[[ Records for the exercise open ]]
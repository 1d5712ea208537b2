//! TF-IDF vectorization
//!
//! Builds a term-frequency–inverse-document-frequency vector space over
//! the composite documents of the working subset. Vocabulary order is
//! lexicographic and the whole operation is a pure function of the
//! document sequence, so a fixed corpus always yields the same space.

use movie_recs_core::sparse_dot;
use std::collections::{HashMap, HashSet};
use tracing::debug;

/// Placeholder tokens that absent source fields can leak into documents.
/// They carry no signal and would otherwise score every sparse movie as
/// similar to every other sparse movie, so they are excluded from the
/// vocabulary outright rather than left to a stop-word list.
pub const DEFAULT_STOP_TOKENS: &[&str] = &["nan", "null", "none"];

/// Minimum token length, matching the word analyzer the document
/// pipeline was tuned against: single characters are noise.
const MIN_TOKEN_LEN: usize = 2;

/// A document's sparse TF-IDF row: `(term index, weight)` pairs sorted
/// ascending by term index, L2-normalized.
pub type SparseRow = Vec<(u32, f32)>;

/// The vector space over one document corpus.
///
/// Row i corresponds to document i of the input sequence; the pairing of
/// rows with movie identities is carried by the caller's document rows.
#[derive(Debug, Clone)]
pub struct TfidfMatrix {
    rows: Vec<SparseRow>,
    vocabulary: Vec<String>,
}

impl TfidfMatrix {
    pub fn rows(&self) -> &[SparseRow] {
        &self.rows
    }

    pub fn row(&self, index: usize) -> &SparseRow {
        &self.rows[index]
    }

    pub fn num_rows(&self) -> usize {
        self.rows.len()
    }

    /// Vocabulary terms in index order (lexicographic).
    pub fn vocabulary(&self) -> &[String] {
        &self.vocabulary
    }

    /// Cosine similarity between two rows, clamped to [0, 1].
    ///
    /// Rows are unit-length and non-negative, so the dot product is the
    /// cosine; clamping only absorbs floating-point drift.
    pub fn row_similarity(&self, a: usize, b: usize) -> f32 {
        sparse_dot(&self.rows[a], &self.rows[b]).clamp(0.0, 1.0)
    }
}

/// TF-IDF vectorizer with explicit stop-token filtering.
#[derive(Debug, Clone)]
pub struct TfidfVectorizer {
    stop_tokens: HashSet<String>,
}

impl Default for TfidfVectorizer {
    fn default() -> Self {
        Self::new()
    }
}

impl TfidfVectorizer {
    pub fn new() -> Self {
        Self {
            stop_tokens: DEFAULT_STOP_TOKENS.iter().map(|t| t.to_string()).collect(),
        }
    }

    /// Replace the stop-token set. Tokens are compared lowercased.
    pub fn with_stop_tokens<I, S>(mut self, tokens: I) -> Self
    where
        I: IntoIterator<Item = S>,
        S: AsRef<str>,
    {
        self.stop_tokens = tokens
            .into_iter()
            .map(|t| t.as_ref().to_lowercase())
            .collect();
        self
    }

    /// Build the TF-IDF vector space for an ordered document sequence.
    ///
    /// Weighting: raw term frequency times smoothed inverse document
    /// frequency `ln((1 + n) / (1 + df)) + 1`, rows L2-normalized.
    pub fn fit_transform(&self, documents: &[String]) -> TfidfMatrix {
        let tokenized: Vec<Vec<String>> = documents.iter().map(|d| self.tokenize(d)).collect();

        // Vocabulary: every surviving term, lexicographic order for
        // deterministic column assignment.
        let mut terms: Vec<String> = tokenized
            .iter()
            .flatten()
            .cloned()
            .collect::<HashSet<_>>()
            .into_iter()
            .collect();
        terms.sort_unstable();

        let term_index: HashMap<&str, u32> = terms
            .iter()
            .enumerate()
            .map(|(i, t)| (t.as_str(), i as u32))
            .collect();

        // Document frequency per term.
        let mut doc_freq = vec![0usize; terms.len()];
        for tokens in &tokenized {
            let unique: HashSet<&str> = tokens.iter().map(String::as_str).collect();
            for token in unique {
                doc_freq[term_index[token] as usize] += 1;
            }
        }

        let n = documents.len() as f32;
        let idf: Vec<f32> = doc_freq
            .iter()
            .map(|&df| ((1.0 + n) / (1.0 + df as f32)).ln() + 1.0)
            .collect();

        let rows: Vec<SparseRow> = tokenized
            .iter()
            .map(|tokens| {
                let mut counts: HashMap<u32, f32> = HashMap::new();
                for token in tokens {
                    *counts.entry(term_index[token.as_str()]).or_insert(0.0) += 1.0;
                }

                let mut row: SparseRow = counts
                    .into_iter()
                    .map(|(term, tf)| (term, tf * idf[term as usize]))
                    .collect();
                row.sort_unstable_by_key(|&(term, _)| term);

                let norm = row.iter().map(|&(_, w)| w * w).sum::<f32>().sqrt();
                if norm > 0.0 {
                    for (_, w) in &mut row {
                        *w /= norm;
                    }
                }
                row
            })
            .collect();

        debug!(
            documents = documents.len(),
            vocabulary = terms.len(),
            "built tf-idf vector space"
        );

        TfidfMatrix {
            rows,
            vocabulary: terms,
        }
    }

    /// Lowercased word tokens: alphanumeric/underscore runs of at least
    /// two characters, minus the stop-token set.
    fn tokenize(&self, document: &str) -> Vec<String> {
        document
            .split(|c: char| !c.is_alphanumeric() && c != '_')
            .filter(|token| token.chars().count() >= MIN_TOKEN_LEN)
            .map(|token| token.to_lowercase())
            .filter(|token| !self.stop_tokens.contains(token))
            .collect()
    }
}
[[ Records for the exercise closed ]]
- [Required work]
Restate the records, all of them, precisely as written.

- [Solution for this exercise]
repository 1d5712ea208537b2
//! TF-IDF vectorization
//!
//! Builds a term-frequency–inverse-document-frequency vector space over
//! the composite documents of the working subset. Vocabulary order is
//! lexicographic and the whole operation is a pure function of the
//! document sequence, so a fixed corpus always yields the same space.

use movie_recs_core::sparse_dot;
use std::collections::{HashMap, HashSet};
use tracing::debug;

/// Placeholder tokens that absent source fields can leak into documents.
/// They carry no signal and would otherwise score every sparse movie as
/// similar to every other sparse movie, so they are excluded from the
/// vocabulary outright rather than left to a stop-word list.
pub const DEFAULT_STOP_TOKENS: &[&str] = &["nan", "null", "none"];

/// Minimum token length, matching the word analyzer the document
/// pipeline was tuned against: single characters are noise.
const MIN_TOKEN_LEN: usize = 2;

/// A document's sparse TF-IDF row: `(term index, weight)` pairs sorted
/// ascending by term index, L2-normalized.
pub type SparseRow = Vec<(u32, f32)>;

/// The vector space over one document corpus.
///
/// Row i corresponds to document i of the input sequence; the pairing of
/// rows with movie identities is carried by the caller's document rows.
#[derive(Debug, Clone)]
pub struct TfidfMatrix {
    rows: Vec<SparseRow>,
    vocabulary: Vec<String>,
}

impl TfidfMatrix {
    pub fn rows(&self) -> &[SparseRow] {
        &self.rows
    }

    pub fn row(&self, index: usize) -> &SparseRow {
        &self.rows[index]
    }

    pub fn num_rows(&self) -> usize {
        self.rows.len()
    }

    /// Vocabulary terms in index order (lexicographic).
    pub fn vocabulary(&self) -> &[String] {
        &self.vocabulary
    }

    /// Cosine similarity between two rows, clamped to [0, 1].
    ///
    /// Rows are unit-length and non-negative, so the dot product is the
    /// cosine; clamping only absorbs floating-point drift.
    pub fn row_similarity(&self, a: usize, b: usize) -> f32 {
        sparse_dot(&self.rows[a], &self.rows[b]).clamp(0.0, 1.0)
    }
}

/// TF-IDF vectorizer with explicit stop-token filtering.
#[derive(Debug, Clone)]
pub struct TfidfVectorizer {
    stop_tokens: HashSet<String>,
}

impl Default for TfidfVectorizer {
    fn default() -> Self {
        Self::new()
    }
}

impl TfidfVectorizer {
    pub fn new() -> Self {
        Self {
            stop_tokens: DEFAULT_STOP_TOKENS.iter().map(|t| t.to_string()).collect(),
        }
    }

    /// Replace the stop-token set. Tokens are compared lowercased.
    pub fn with_stop_tokens<I, S>(mut self, tokens: I) -> Self
    where
        I: IntoIterator<Item = S>,
        S: AsRef<str>,
    {
        self.stop_tokens = tokens
            .into_iter()
            .map(|t| t.as_ref().to_lowercase())
            .collect();
        self
    }

    /// Build the TF-IDF vector space for an ordered document sequence.
    ///
    /// Weighting: raw term frequency times smoothed inverse document
    /// frequency `ln((1 + n) / (1 + df)) + 1`, rows L2-normalized.
    pub fn fit_transform(&self, documents: &[String]) -> TfidfMatrix {
        let tokenized: Vec<Vec<String>> = documents.iter().map(|d| self.tokenize(d)).collect();

        // Vocabulary: every surviving term, lexicographic order for
        // deterministic column assignment.
        let mut terms: Vec<String> = tokenized
            .iter()
            .flatten()
            .cloned()
            .collect::<HashSet<_>>()
            .into_iter()
            .collect();
        terms.sort_unstable();

        let term_index: HashMap<&str, u32> = terms
            .iter()
            .enumerate()
            .map(|(i, t)| (t.as_str(), i as u32))
            .collect();

        // Document frequency per term.
        let mut doc_freq = vec![0usize; terms.len()];
        for tokens in &tokenized {
            let unique: HashSet<&str> = tokens.iter().map(String::as_str).collect();
            for token in unique {
                doc_freq[term_index[token] as usize] += 1;
            }
        }

        let n = documents.len() as f32;
        let idf: Vec<f32> = doc_freq
            .iter()
            .map(|&df| ((1.0 + n) / (1.0 + df as f32)).ln() + 1.0)
            .collect();

        let rows: Vec<SparseRow> = tokenized
            .iter()
            .map(|tokens| {
                let mut counts: HashMap<u32, f32> = HashMap::new();
                for token in tokens {
                    *counts.entry(term_index[token.as_str()]).or_insert(0.0) += 1.0;
                }

                let mut row: SparseRow = counts
                    .into_iter()
                    .map(|(term, tf)| (term, tf * idf[term as usize]))
                    .collect();
                row.sort_unstable_by_key(|&(term, _)| term);

                let norm = row.iter().map(|&(_, w)| w * w).sum::<f32>().sqrt();
                if norm > 0.0 {
                    for (_, w) in &mut row {
                        *w /= norm;
                    }
                }
                row
            })
            .collect();

        debug!(
            documents = documents.len(),
            vocabulary = terms.len(),
            "built tf-idf vector space"
        );

        TfidfMatrix {
            rows,
            vocabulary: terms,
        }
    }

    /// Lowercased word tokens: alphanumeric/underscore runs of at least
    /// two characters, minus the stop-token set.
    fn tokenize(&self, document: &str) -> Vec<String> {
        document
            .split(|c: char| !c.is_alphanumeric() && c != '_')
            .filter(|token| token.chars().count() >= MIN_TOKEN_LEN)
            .map(|token| token.to_lowercase())
            .filter(|token| !self.stop_tokens.contains(token))
            .collect()
    }
}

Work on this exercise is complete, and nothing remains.